Mogą również zdarzyć się przypadki, że podmiot podpisuje umowę na dostawę usług w terminie załóżmy 10 lat, a całość przychodów księguje w momencie podpisania umowy, a nie proporcjonalnie do przepływów pieniężnych otrzymywanych w każdym z kolejnych kwartałów w ciągu najbliższego dziesięciolecia. Oczywiście taka spółka nie otrzymuje nagle zapłaty za całość okresu, a więc różnica między przychodami i otrzymanymi płatnościami ląduje w należnościach.
Kością niezgody pomiędzy obligatariuszami i akcjonariuszami pozostaje kwestia dywidendy. Z reguły, gdy spółka wypracowuje zysk, to może wypłacać dywidendę i na odwrót (chyba, że warunki emisji obligacji stanowią inaczej). Oczywiście, zazwyczaj dywidenda jest mile widziana przez akcjonariuszy i wręcz przeciwnie przez obligatariuszy. Wracając do przykładu z deweloperami mieszkaniowymi, gdyby obie spółki – A i B – wypłaciły w formie dywidendy całość zysku netto, to w spółkach pozostałoby jeszcze mniej gotówki, a różnica jeszcze bardziej przechyliłaby się na korzyść (z punktu widzenia obligatariuszy) dewelopera z mniejszą rentownością. Warto także mieć świadomość, że im większa zyskowność spółki, tym większy nacisk ze strony akcjonariuszy do wypłacania dywidendy.

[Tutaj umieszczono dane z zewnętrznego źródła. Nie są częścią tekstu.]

//! Wiring of the engines for a single connection.
use std::sync::Arc;

use tracing::trace;

use crate::clock::Clock;
use crate::timesync::{Timesync, TimesyncConfig};
use crate::transport::{Identity, Inbound, MessageSink, Outbound};
use crate::ulog::{LogChunk, LogStreamEngine, StreamConfig};

/// Routes inbound messages of a single connection to the engines and sends their
/// replies.
///
/// ```
/// use std::sync::Arc;
/// use crossbeam::channel::unbounded;
/// use mavstream::clock::SystemClock;
/// use mavstream::transport::{ChannelSink, Identity, Inbound, LoggingAck, Outbound};
/// use mavstream::Session;
///
/// let (tx, rx) = unbounded();
/// let session = Session::builder(Arc::new(SystemClock::default()), Arc::new(ChannelSink::new(tx)))
///     .build();
///
/// // LOGGING_DATA_ACKED, sequence 3, no message start
/// let payload = [3, 0, 255, 0, 0, 255];
/// let msg = Inbound::decode(267, &payload).unwrap();
/// session.handle(Identity::new(1, 1), &msg);
///
/// assert_eq!(
///     rx.try_recv().unwrap(),
///     Outbound::LoggingAck(LoggingAck { sequence: 3, target: Identity::new(1, 1) })
/// );
/// ```
pub struct Session {
    timesync: Timesync,
    logs: LogStreamEngine,
    sink: Arc<dyn MessageSink>,
}

pub struct SessionBuilder {
    clock: Arc<dyn Clock>,
    sink: Arc<dyn MessageSink>,
    timesync: TimesyncConfig,
    stream: StreamConfig,
}

impl SessionBuilder {
    #[must_use]
    pub fn with_timesync_config(mut self, config: TimesyncConfig) -> Self {
        self.timesync = config;
        self
    }

    #[must_use]
    pub fn with_stream_config(mut self, config: StreamConfig) -> Self {
        self.stream = config;
        self
    }

    #[must_use]
    pub fn build(self) -> Session {
        Session {
            timesync: Timesync::new(self.timesync, self.clock, self.sink.clone()),
            logs: LogStreamEngine::new(self.stream),
            sink: self.sink,
        }
    }
}

impl Session {
    #[must_use]
    pub fn builder(clock: Arc<dyn Clock>, sink: Arc<dyn MessageSink>) -> SessionBuilder {
        SessionBuilder {
            clock,
            sink,
            timesync: TimesyncConfig::default(),
            stream: StreamConfig::default(),
        }
    }

    /// Assemble a session from already configured engines. `sink` receives log acks.
    #[must_use]
    pub fn new(timesync: Timesync, logs: LogStreamEngine, sink: Arc<dyn MessageSink>) -> Self {
        Self {
            timesync,
            logs,
            sink,
        }
    }

    #[must_use]
    pub fn timesync(&self) -> &Timesync {
        &self.timesync
    }

    #[must_use]
    pub fn logs(&self) -> &LogStreamEngine {
        &self.logs
    }

    /// Periodic work; call regularly, e.g., every 100ms.
    pub fn do_work(&self) {
        self.timesync.do_work();
    }

    /// Handle a message received from `sender`.
    pub fn handle(&self, sender: Identity, msg: &Inbound) {
        trace!(msg_id = msg.msg_id(), ?sender, "handling message");
        match msg {
            Inbound::SystemTime(msg) => self.timesync.on_system_time(msg),
            Inbound::Timesync(msg) => self.timesync.on_timesync(msg),
            Inbound::LoggingData(msg) => {
                self.logs
                    .ingest_chunk(&LogChunk::from_logging_data(sender, msg), false);
            }
            Inbound::LoggingDataAcked(msg) => {
                let chunk = LogChunk::from_logging_data(sender, msg);
                if let Some(ack) = self.logs.ingest_chunk(&chunk, true) {
                    self.sink.send(Outbound::LoggingAck(ack));
                }
            }
        }
    }
}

Powyższe przykłady pokazują, że z punktu widzenia obligatariusza zyskowność spółki nie musi być wcale najistotniejsza. Należy pamiętać, że wspomniane przypadki nie wyczerpują tematu, a już na pewno nie zamykają kwestii, które należy brać pod uwagę przy inwestowaniu w obligacje korporacyjne. Co by się nie działo ze spółką i jakimi zyskami by się nie chwaliła, to trzeba pamiętać, że finalnie na rachunek maklerski ma wpłynąć gotówka z tytułu odsetek bądź wykupu obligacji, dlatego generowanie gotówki, a nie zysków, jest kluczowe dla obligatariuszy.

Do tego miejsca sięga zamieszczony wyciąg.